31 December 2012

Olympian

James Brown at the Olympia, Paris, 1971 - the complete show, with Bootsy Collins on bass. 



Aretha Franklin live in Amsterdam, 1968. 



Monitor: Open Culture

06 December 2012

From St Kilda to King’s Cross

Paul Kelly’s “song memoir” How to Make Gravy (Penguin, 2010) is as expansive and rich in gems as Australia itself. This is no conventional autobiography, and all the better for it. Written using an A-Z of his songs as its structure, it is digressive, thoughtful and honest. He is a raconteur with a sense of history and a guitar at hand to illustrate a point.

How to make gravyWith maternal grandparents who were Italian opera singers, and an Irish-Australian father who was a Shakespeare-quoting friend of Don Bradman, Kelly’s love of music and story-telling combine to shape his greatest work and perhaps the most substantial and literary musician’s memoir. (Against this, Dylan’s Chronicles is just an aperitif).

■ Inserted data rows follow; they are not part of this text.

use chrono::NaiveDateTime;
use std::ffi::OsStr;
use std::path::Path;

use super::archive::{ExportOutcome, ExportRecord};
use super::instances::{decode_output, parse_instance_list, InstanceName};
use crate::common::errors::BackupError;

/// Captured result of one external command
#[derive(Debug, Clone, Default)]
pub struct CommandOutput {
    pub success: bool,
    pub code: Option<i32>,
    pub stdout: Vec<u8>,
    pub stderr: Vec<u8>,
}

impl CommandOutput {
    /// Exit code plus decoded stderr, for error messages
    pub fn failure_message(&self) -> String {
        let status = match self.code {
            Some(code) => format!("exit code {}", code),
            None => "terminated by signal".to_string(),
        };
        let stderr = decode_output(&self.stderr);
        let stderr = stderr.trim();
        if stderr.is_empty() {
            status
        } else {
            format!("{}: {}", status, stderr)
        }
    }
}

/// Runs external programs and waits for them to finish
pub trait CommandRunner {
    fn run(&self, program: &str, args: &[&OsStr]) -> std::io::Result<CommandOutput>;
}

/// Runs commands as child processes
#[derive(Debug, Clone, Copy, Default)]
pub struct ProcessCommandRunner;

impl CommandRunner for ProcessCommandRunner {
    fn run(&self, program: &str, args: &[&OsStr]) -> std::io::Result<CommandOutput> {
        tracing::debug!("Running {} {:?}", program, args);
        let output = std::process::Command::new(program)
            .args(args)
            // Ask wsl.exe for UTF-8 instead of UTF-16LE.
            .env("WSL_UTF8", "1")
            .output()?;

        Ok(CommandOutput {
            success: output.status.success(),
            code: output.status.code(),
            stdout: output.stdout,
            stderr: output.stderr,
        })
    }
}

/// The WSL subsystem as driven through `wsl.exe`
#[derive(Debug, Clone)]
pub struct Wsl<R> {
    executable: String,
    runner: R,
}

impl Wsl<ProcessCommandRunner> {
    pub fn new(executable: impl Into<String>) -> Self {
        Self::with_runner(executable, ProcessCommandRunner)
    }
}

impl<R: CommandRunner> Wsl<R> {
    pub fn with_runner(executable: impl Into<String>, runner: R) -> Self {
        Self {
            executable: executable.into(),
            runner,
        }
    }

    pub fn runner(&self) -> &R {
        &self.runner
    }

    /// `wsl --list`, normalized, in enumeration order.
    ///
    /// An empty list is returned as-is; callers decide whether that is fatal.
    pub fn list_instances(&self) -> Result<Vec<InstanceName>, BackupError> {
        let output = self
            .runner
            .run(&self.executable, &[OsStr::new("--list")])
            .map_err(|e| BackupError::Enumeration {
                message: format!("could not run '{}': {}", self.executable, e),
            })?;

        if !output.success {
            return Err(BackupError::Enumeration {
                message: output.failure_message(),
            });
        }

        let text = decode_output(&output.stdout);
        Ok(parse_instance_list(&text))
    }

    /// `wsl --shutdown`: stops every running instance and the VM
    pub fn stop_all(&self) -> Result<(), BackupError> {
        let output = self
            .runner
            .run(&self.executable, &[OsStr::new("--shutdown")])
            .map_err(|e| BackupError::Shutdown {
                message: format!("could not run '{}': {}", self.executable, e),
            })?;

        if !output.success {
            return Err(BackupError::Shutdown {
                message: output.failure_message(),
            });
        }
        Ok(())
    }

    /// Export `instance` into `backup_dir`, named after the current local time
    pub fn export(&self, instance: &InstanceName, backup_dir: &Path) -> ExportRecord {
        self.export_at(instance, backup_dir, chrono::Local::now().naive_local())
    }

    /// Export `instance` with an explicit timestamp.
    ///
    /// Only the exit status is checked; the archive is not verified.
    pub fn export_at(
        &self,
        instance: &InstanceName,
        backup_dir: &Path,
        timestamp: NaiveDateTime,
    ) -> ExportRecord {
        let mut record = ExportRecord::planned(instance, backup_dir, timestamp);

        let args = [
            OsStr::new("--export"),
            OsStr::new(instance.as_str()),
            record.destination_path.as_os_str(),
        ];

        record.outcome = match self.runner.run(&self.executable, &args) {
            Ok(output) if output.success => ExportOutcome::Exported {
                size_bytes: std::fs::metadata(&record.destination_path)
                    .ok()
                    .map(|m| m.len()),
            },
            Ok(output) => ExportOutcome::Failed {
                message: output.failure_message(),
            },
            Err(e) => ExportOutcome::Failed {
                message: format!("could not run '{}': {}", self.executable, e),
            },
        };

        record
    }
}

#[cfg(test)]
mod tests {
    use super::*;

    #[test]
    fn test_failure_message_includes_stderr() {
        let output = CommandOutput {
            success: false,
            code: Some(-1),
            stdout: Vec::new(),
            stderr: b"There is no distribution with the supplied name.\r\n".to_vec(),
        };
        assert_eq!(
            output.failure_message(),
            "exit code -1: There is no distribution with the supplied name."
        );
    }

    #[test]
    fn test_failure_message_without_stderr() {
        let output = CommandOutput {
            success: false,
            code: Some(1),
            ..Default::default()
        };
        assert_eq!(output.failure_message(), "exit code 1");
    }

    #[test]
    fn test_missing_executable_is_enumeration_error() {
        let wsl = Wsl::new("/nonexistent/bin/wsl-xyz123");
        let err = wsl.list_instances().unwrap_err();
        assert!(matches!(err, BackupError::Enumeration { .. }));
        assert!(err.to_string().contains("wsl-xyz123"));
    }

    #[test]
    fn test_missing_executable_is_shutdown_error() {
        let wsl = Wsl::new("/nonexistent/bin/wsl-xyz123");
        assert!(matches!(wsl.stop_all(), Err(BackupError::Shutdown { .. })));
    }
}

He talks of the joys of big families, touring the outback choking on the tales of Slim Dusty, wasting years and wasting relationships while dabbling in heroin, songwriting friends such as Dragon’s Paul Hewson and Cold Chisel’s Don Walker (“the Clint Eastwood of Australian music”), collaborations with Aboriginal musicians, a pro-active commitment to social justice, and endless summers of cricket. As asides, lyrics and lists (great opening lines for songs, a recipe for gravy, Gary Puckett and the Union Gap’s concept album). The best songs keep nagging you, “like a tongue with a loose tooth”. So does this. Two years after reading it I still don’t feel I’ve quite scraped the best bits off the pan.

A long televised interview with Kelly, conducted by the Go-Betweens’ Robert Forster, is recommended. So too is Forster’s thoughtful essay on Kelly’s work, “Thoughts in the Middle of a Career”, written for The Monthly.